== Exercise goal ==
Please state how many lines in the records that follow include "Moved", with no other output.
Task data below:
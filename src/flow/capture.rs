//! Expense capture: amount → category → payment method → necessity → save.

use super::{Advance, Choice, FlowContext, FlowState, Input, Prompt, Reply, Selection, Tone, Transition, rows_of};
use crate::constants::{
    CATEGORIES, CATEGORY_ROW_WIDTH, MAX_CUSTOM_LABEL_LEN, OTHER_LABEL, PAYMENT_METHODS,
    PAYMENT_ROW_WIDTH, is_known_category, is_known_payment_method,
};
use crate::database::models::NewExpense;
use crate::format::{ParseError, format_currency, parse_amount};
use rust_decimal::Decimal;

pub const ASK_AMOUNT: &str = "Digite o **valor** do gasto (ex: 15,90):";
pub const INVALID_AMOUNT: &str = "Valor inválido. Digite apenas números (ex: 10.50).";
pub const NON_POSITIVE_AMOUNT: &str = "O valor precisa ser maior que zero.";
pub const AMOUNT_TOO_LARGE: &str = "Valor muito alto. O máximo é R$ 9.999.999.999,99.";
pub const ASK_CUSTOM_CATEGORY: &str = "Digite o nome da categoria:";
pub const ASK_CUSTOM_PAYMENT: &str = "Digite a forma de pagamento:";
pub const SAVE_FAILED: &str = "Erro ao salvar no banco de dados.";

#[derive(Debug, Clone, PartialEq, Eq)]
pub enum CaptureStep {
    AwaitingAmount,
    AwaitingCategory {
        amount: Decimal,
    },
    AwaitingCategoryCustom {
        amount: Decimal,
    },
    AwaitingPaymentMethod {
        amount: Decimal,
        category: String,
    },
    AwaitingPaymentMethodCustom {
        amount: Decimal,
        category: String,
    },
    AwaitingNecessity {
        amount: Decimal,
        category: String,
        payment_method: String,
    },
}

pub fn begin() -> (CaptureStep, Vec<Reply>) {
    (CaptureStep::AwaitingAmount, vec![Reply::send(ASK_AMOUNT)])
}

fn stay(step: CaptureStep, replies: Vec<Reply>) -> Advance {
    Advance::Moved(Transition::stay(FlowState::Capture(step), replies))
}

fn reject(step: CaptureStep) -> Advance {
    Advance::Rejected(FlowState::Capture(step))
}

pub async fn advance(step: CaptureStep, input: Input, ctx: &FlowContext<'_>) -> Advance {
    use CaptureStep::*;
    match (step, input) {
        (AwaitingAmount, Input::Text(text)) => match parse_amount(&text) {
            Ok(amount) => stay(AwaitingCategory { amount }, vec![Reply::Send(category_prompt())]),
            Err(ParseError::NonPositiveAmount) => {
                stay(AwaitingAmount, vec![Reply::send(NON_POSITIVE_AMOUNT)])
            }
            Err(ParseError::AmountTooLarge) => {
                stay(AwaitingAmount, vec![Reply::send(AMOUNT_TOO_LARGE)])
            }
            Err(_) => stay(AwaitingAmount, vec![Reply::send(INVALID_AMOUNT)]),
        },

        (AwaitingCategory { amount }, Input::Select(Selection::CategoryOther)) => stay(
            AwaitingCategoryCustom { amount },
            vec![
                Reply::Finalize(format!("Categoria: {OTHER_LABEL}")),
                Reply::send(ASK_CUSTOM_CATEGORY),
            ],
        ),
        (AwaitingCategory { amount }, Input::Select(Selection::Category(label)))
            if is_known_category(&label) =>
        {
            let prompt = payment_prompt(&label);
            stay(
                AwaitingPaymentMethod {
                    amount,
                    category: label.clone(),
                },
                vec![Reply::Finalize(format!("Categoria: {label}")), Reply::Send(prompt)],
            )
        }
        (AwaitingCategoryCustom { amount }, Input::Text(text)) => {
            match custom_label(&text, ASK_CUSTOM_CATEGORY) {
                Ok(category) => {
                    let prompt = payment_prompt(&category);
                    stay(
                        AwaitingPaymentMethod { amount, category },
                        vec![Reply::Send(prompt)],
                    )
                }
                Err(reprompt) => {
                    stay(AwaitingCategoryCustom { amount }, vec![Reply::send(reprompt)])
                }
            }
        }

        (AwaitingPaymentMethod { amount, category }, Input::Select(Selection::PaymentMethodOther)) => {
            stay(
                AwaitingPaymentMethodCustom { amount, category },
                vec![
                    Reply::Finalize(format!("Pagamento: {OTHER_LABEL}")),
                    Reply::send(ASK_CUSTOM_PAYMENT),
                ],
            )
        }
        (
            AwaitingPaymentMethod { amount, category },
            Input::Select(Selection::PaymentMethod(label)),
        ) if is_known_payment_method(&label) => stay(
            AwaitingNecessity {
                amount,
                category,
                payment_method: label.clone(),
            },
            vec![
                Reply::Finalize(format!("Pagamento: {label}")),
                Reply::Send(necessity_prompt()),
            ],
        ),
        (AwaitingPaymentMethodCustom { amount, category }, Input::Text(text)) => {
            match custom_label(&text, ASK_CUSTOM_PAYMENT) {
                Ok(payment_method) => stay(
                    AwaitingNecessity {
                        amount,
                        category,
                        payment_method,
                    },
                    vec![Reply::Send(necessity_prompt())],
                ),
                Err(reprompt) => stay(
                    AwaitingPaymentMethodCustom { amount, category },
                    vec![Reply::send(reprompt)],
                ),
            }
        }

        (
            AwaitingNecessity {
                amount,
                category,
                payment_method,
            },
            Input::Select(Selection::Necessity(is_necessary)),
        ) => {
            let expense = NewExpense {
                user_id: ctx.user_id,
                amount,
                category,
                payment_method,
                is_necessary,
            };
            let mut replies = vec![Reply::Finalize(format!(
                "Necessidade: {}",
                necessity_label(is_necessary)
            ))];
            // The flow ends whether or not the write succeeds.
            if ctx.gateway.write_expense(&expense).await {
                tracing::info!(target="flow.capture", user_id=ctx.user_id, amount=%expense.amount, "expense saved");
                replies.push(Reply::send(format!(
                    "**Gasto Salvo!**\n{} em {} ({})",
                    format_currency(expense.amount),
                    expense.category,
                    expense.payment_method
                )));
            } else {
                replies.push(Reply::send(SAVE_FAILED));
            }
            Advance::Moved(Transition::done(replies))
        }

        (step, _) => reject(step),
    }
}

/// Reply sent when a custom label is longer than [`MAX_CUSTOM_LABEL_LEN`].
pub fn label_too_long() -> String {
    format!("Nome muito longo (máximo {MAX_CUSTOM_LABEL_LEN} caracteres). Digite novamente:")
}

// Trimmed custom label, or the text to re-prompt with.
fn custom_label(text: &str, ask: &str) -> Result<String, String> {
    let trimmed = text.trim();
    if trimmed.is_empty() {
        return Err(ask.to_string());
    }
    if trimmed.chars().count() > MAX_CUSTOM_LABEL_LEN {
        return Err(label_too_long());
    }
    Ok(trimmed.to_string())
}

pub fn necessity_label(is_necessary: bool) -> &'static str {
    if is_necessary { "Essencial" } else { "Supérfluo" }
}

pub fn category_prompt() -> Prompt {
    let mut choices: Vec<Choice> = CATEGORIES
        .iter()
        .map(|c| Choice::new(Selection::Category((*c).to_string()), *c, Tone::Primary))
        .collect();
    choices.push(Choice::new(Selection::CategoryOther, OTHER_LABEL, Tone::Secondary));
    Prompt::with_rows(
        "Selecione a **Categoria**:",
        rows_of(choices, CATEGORY_ROW_WIDTH),
    )
}

pub fn payment_prompt(category: &str) -> Prompt {
    let mut choices: Vec<Choice> = PAYMENT_METHODS
        .iter()
        .map(|p| Choice::new(Selection::PaymentMethod((*p).to_string()), *p, Tone::Primary))
        .collect();
    choices.push(Choice::new(Selection::PaymentMethodOther, OTHER_LABEL, Tone::Secondary));
    Prompt::with_rows(
        format!("Qual a **Forma de Pagamento** para {category}?"),
        rows_of(choices, PAYMENT_ROW_WIDTH),
    )
}

pub fn necessity_prompt() -> Prompt {
    Prompt::with_rows(
        "É um gasto **Essencial**?",
        vec![vec![
            Choice::new(Selection::Necessity(true), "Sim (Essencial)", Tone::Success),
            Choice::new(Selection::Necessity(false), "Não (Supérfluo)", Tone::Danger),
        ]],
    )
}

#[cfg(test)]
mod tests {
    use super::*;

    #[test]
    fn category_prompt_ends_with_other() {
        let prompt = category_prompt();
        let flat: Vec<&Choice> = prompt.rows.iter().flatten().collect();
        assert_eq!(flat.len(), CATEGORIES.len() + 1);
        assert_eq!(flat.last().map(|c| &c.selection), Some(&Selection::CategoryOther));
        assert!(prompt.rows.iter().all(|r| r.len() <= CATEGORY_ROW_WIDTH));
    }

    #[test]
    fn payment_prompt_pairs_buttons() {
        let prompt = payment_prompt("Mercado");
        assert!(prompt.text.contains("Mercado"));
        assert_eq!(prompt.rows.len(), 3);
        assert_eq!(prompt.rows[2].len(), 2);
    }
}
End of Task data.
== Reply ==
2